MinIONの上位機種である“PromethION”の出荷

  Oxford Nanoporeは、MinIONの上位機種である“PromethION”を2014年9月25日に発表したが、今まで1台も出荷されていなかった。今回の発表では、今年3月にR9.2のポアを利用したPromethIONシステムを初出荷することを発表した。現在のPromethIONシステムの生産台数は1か月あたり4~6台で、今年の終わりには1か月あたり10台になるという。
 PromethIONの性能については、1台で独立した48個のフローセルを扱え、1個のフローセルあたり3000個のチャンネル(合計144,00個のチャンネル)が利用できる。塩基配列決定速度が280塩基/秒の場合、48時間で1個のフローセルあたりで145.1 Gbの出力となり、48個のセルを利用すると、約7 Tbの出力である。

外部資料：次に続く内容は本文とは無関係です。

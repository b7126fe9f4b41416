use serde::{Deserialize, Serialize};

use crate::mvi::UiState;

/// The authenticated actor's own identity snapshot.
#[derive(Debug, Clone, PartialEq, Eq, Serialize, Deserialize)]
#[serde(rename_all = "camelCase")]
pub struct SessionUser {
    pub username: String,
    pub display_name: String,
    #[serde(default)]
    pub image: Option<String>,
}

impl SessionUser {
    pub fn new(username: impl Into<String>, display_name: impl Into<String>) -> Self {
        Self {
            username: username.into(),
            display_name: display_name.into(),
            image: None,
        }
    }
}

/// Current session contents. `user` is `None` while signed out.
#[derive(Debug, Clone, PartialEq, Eq, Default)]
pub struct SessionSnapshot {
    pub user: Option<SessionUser>,
}

impl UiState for SessionSnapshot {}

impl SessionSnapshot {
    pub fn username(&self) -> Option<&str> {
        self.user.as_ref().map(|u| u.username.as_str())
    }

    /// True when a user is signed in under `username`.
    pub fn is(&self, username: &str) -> bool {
        self.username() == Some(username)
    }
}
/// Marker trait for state owned by a store.
///
/// States are cloned into published snapshots and compared to skip
/// redundant notifications.
pub trait UiState: Clone + PartialEq + Default + Send + 'static {}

塩基配列決定速度が500塩基/秒になると、48個のセルで12.4 Tb/2日の出力が得られることになる。この性能を分析すると、PromethIONの出力はIlluminaのHiSeqX Ten(HiSeqXの10台セット)に相当するもので脅威的な性能といえよう。

Oxford Nanoporeシーケンサーの位置づけと今後

  前回のGOクラブで、「サンプル調製からシーケンシングまでを自動的に実施できるポータブル小型次世代シーケンサー」が次世代シーケンサーの目標として残された課題であることを言及した。今回の発表では、サンプルの自動調製機である“Voltrax”に関する情報はなかったが、このVoltraxが実用的なものになれば、この課題も解決することになる。今回発表されたリード精度は95%であり、Pacific Biosciencesのシーケンサーを大きく上回るものとなり、Pacific Biosciencesは劣勢に立たされたともいえる。また、リード精度が99%になれば、Illuminaシーケンサーにも対抗できる可能性も出てきた。また、CsgGタンパク質は、タンパク質やペプチドを通すポアであるので、Oxoford Nanoporeが言及しているように、将来的にはタンパク質の分析も可能になるかもしれない。以上、今回の発表を吟味すると、Oxford Nanoporeシーケンサーはかなり現実的な優れたデバイスになったと感じた。